What this task involves. Write each entry out again, exactly as it is written.

== Dataset ==

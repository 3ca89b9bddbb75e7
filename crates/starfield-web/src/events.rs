use crate::dom;
use crate::style;
use glam::Vec2;
use starfield_core::{ParallaxOffset, Starfield};
use std::cell::RefCell;
use std::rc::Rc;
use web_sys as web;

/// Resize the canvas to the window and regenerate the star batch for the new
/// size, all inside the resize callback so no tick sees a stale batch.
pub fn resize_starfield(canvas: &web::HtmlCanvasElement, starfield: &RefCell<Starfield>) {
    let viewport = dom::window_viewport();
    dom::sync_canvas_backing_size(canvas, viewport);
    starfield.borrow_mut().initialize(viewport);
}

pub fn wire_resize(canvas: &web::HtmlCanvasElement, starfield: &Rc<RefCell<Starfield>>) {
    let Some(window) = web::window() else {
        return;
    };
    let canvas = canvas.clone();
    let starfield = starfield.clone();
    dom::on_event(&window, "resize", move |_: web::Event| {
        resize_starfield(&canvas, &starfield);
    });
}

/// Two-plane depth effect: the background follows the pointer at full
/// strength, the star canvas at half.
pub fn wire_parallax(background: web::HtmlElement, canvas: web::HtmlElement) {
    let Some(window) = web::window() else {
        return;
    };
    dom::on_event(&window, "mousemove", move |ev: web::MouseEvent| {
        let pointer = Vec2::new(ev.client_x() as f32, ev.client_y() as f32);
        let offset = ParallaxOffset::from_pointer(pointer, dom::window_viewport());
        dom::set_transform(&background, &style::translate_px(offset.background));
        dom::set_transform(&canvas, &style::translate_px(offset.foreground));
    });
    log::debug!("[parallax] pointer tracking enabled");
}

===

Worked solution.
repository 3ca89b9bddbb75e7
filename crates/starfield-web/src/events.rs
use crate::dom;
use crate::style;
use glam::Vec2;
use starfield_core::{ParallaxOffset, Starfield};
use std::cell::RefCell;
use std::rc::Rc;
use web_sys as web;

/// Resize the canvas to the window and regenerate the star batch for the new
/// size, all inside the resize callback so no tick sees a stale batch.
pub fn resize_starfield(canvas: &web::HtmlCanvasElement, starfield: &RefCell<Starfield>) {
    let viewport = dom::window_viewport();
    dom::sync_canvas_backing_size(canvas, viewport);
    starfield.borrow_mut().initialize(viewport);
}

pub fn wire_resize(canvas: &web::HtmlCanvasElement, starfield: &Rc<RefCell<Starfield>>) {
    let Some(window) = web::window() else {
        return;
    };
    let canvas = canvas.clone();
    let starfield = starfield.clone();
    dom::on_event(&window, "resize", move |_: web::Event| {
        resize_starfield(&canvas, &starfield);
    });
}

/// Two-plane depth effect: the background follows the pointer at full
/// strength, the star canvas at half.
pub fn wire_parallax(background: web::HtmlElement, canvas: web::HtmlElement) {
    let Some(window) = web::window() else {
        return;
    };
    dom::on_event(&window, "mousemove", move |ev: web::MouseEvent| {
        let pointer = Vec2::new(ev.client_x() as f32, ev.client_y() as f32);
        let offset = ParallaxOffset::from_pointer(pointer, dom::window_viewport());
        dom::set_transform(&background, &style::translate_px(offset.background));
        dom::set_transform(&canvas, &style::translate_px(offset.foreground));
    });
    log::debug!("[parallax] pointer tracking enabled");
}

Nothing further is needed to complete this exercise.